1. Asynchronous delivery via a transactional outbox
-
Content is rendered on the request thread (so it reflects the approval state at decision time) and the fully-rendered rows are written to the
notification_outboxtable in the same transaction as the approval action — nothing external happens on the critical path. -
A background
NotificationDispatchWorkerclaims due PENDING rows in fair, per-tenant batches (FOR UPDATE SKIP LOCKED) and performs the external send off the request thread. -
New DB (Liquibase, jOOQ-generated) —
notification_outbox+ Postgres enums:-
outbox_status(PENDING, CLAIMED, SENT, FAILED, SENT_WITH_FALLBACK, SUPERSEDED) -
notification_mechanism_type(DIRECT_EMAIL, JIRA_NOTIFICATION, CONFLUENCE_COMMENT_MENTION, SLACK, EXTERNAL_APPROVER_EMAIL) -
notification_recipient_type(USER, GROUP, EXTERNAL_EMAIL, ISSUE_WATCHERS) -
notification_template_type(22 values, mirrorsEmailTemplateType) -
atlassian_product(JIRA, CONFLUENCE) -
The migration also amends other tables:
webhook_call_log(pre-call outbox),instance_error(approval/step binding + storm batching),approval_step(error_message),approval(last_reminded_at).
-
-
The full
NotificationMessageis serialized into apayloadjsonb (source of truth on read); queryable columns (product, mechanism, template_type, recipient_type+ recipient ids,dispatch_id/dispatch_group_id,host/approval/step,critical_for_step,fallback_chain) are denormalized so the claim/query path and the recipientCHECKconstraint work without parsing the payload.

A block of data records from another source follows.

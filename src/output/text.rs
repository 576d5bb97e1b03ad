//! Human-readable text output
//!
//! The table and the elapsed-time line go to stdout. Log lines go to stderr,
//! so stdout can be piped straight into other tools.

use crate::config::{OutputConfig, SortOrder};
use crate::stats::aggregator::RunReport;
use crate::stats::FrequencyTable;
use crate::util::time::human_duration;
use std::time::Duration;

/// Table entries in the configured order, truncated to `top` when set
pub fn ordered_entries(table: &FrequencyTable, sort: SortOrder, top: Option<usize>) -> Vec<(&str, u64)> {
    let mut entries: Vec<(&str, u64)> = match sort {
        SortOrder::Word => table.iter().map(|(w, &c)| (w.as_str(), c)).collect(),
        SortOrder::Count => table.sorted_by_count(),
    };

    if let Some(limit) = top {
        entries.truncate(limit);
    }

    entries
}

/// Format the table as `word: count` lines
pub fn format_table(table: &FrequencyTable, sort: SortOrder, top: Option<usize>) -> Vec<String> {
    ordered_entries(table, sort, top)
        .into_iter()
        .map(|(word, count)| format!("{}: {}", word, count))
        .collect()
}

/// Format the elapsed-time line
pub fn format_elapsed(elapsed: Duration) -> String {
    format!("Total Execution Time: {:.6} seconds", elapsed.as_secs_f64())
}

/// Format the per-participant summary
pub fn format_participants(report: &RunReport) -> Vec<String> {
    let mut lines = Vec::with_capacity(report.per_participant.len() + 4);

    lines.push(format!("Participants: {}", report.participants));
    for p in &report.per_participant {
        lines.push(format!(
            "  [{}] {}: {} lines, {} tokens, {} unique words, {} threads, counted in {}",
            p.participant_index,
            p.node_id,
            p.lines,
            p.tokens,
            p.unique_words,
            p.threads,
            human_duration(p.count_duration())
        ));
    }
    lines.push(format!(
        "Total: {} lines, {} tokens (line imbalance: {})",
        report.total_lines, report.total_tokens, report.line_imbalance
    ));

    lines
}

/// Print the run results to stdout
pub fn print_results(table: &FrequencyTable, report: &RunReport, output: &OutputConfig) {
    for line in format_table(table, output.sort, output.top) {
        println!("{}", line);
    }

    println!("{}", format_elapsed(report.elapsed()));

    if output.show_participants {
        println!();
        for line in format_participants(report) {
            println!("{}", line);
        }
    }
}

2. Delivery mechanisms + fallback
Pluggable NotificationMechanism strategies, selected per recipient by MechanismSelector / MechanismRegistry (keyed by (product, type)), wired in NotificationMechanismConfig. Five concrete mechanisms:
-
DirectEmailMechanism— wraps an internal template fragment and emails any resolved address (incl. reminder/reassignment external approvers). -
ExternalApproverEmailMechanism— the email-step external-approver send: registers the external contact, then emails already-wrapped external-template content; critical, no fallback. -
JiraNotificationMechanism— Jira native notification. -
ConfluenceCommentMentionMechanism— Confluence footer-comment @-mention. -
ChatMechanism— a single channel-agnostic mechanism for chat delivery. It delegates the actual post to aChatSendServiceSPI; Slack is the one concrete channel today (SlackSendService), and MS Teams is designed to slot in additively (see §6). Registered once per product inNotificationMechanismConfig.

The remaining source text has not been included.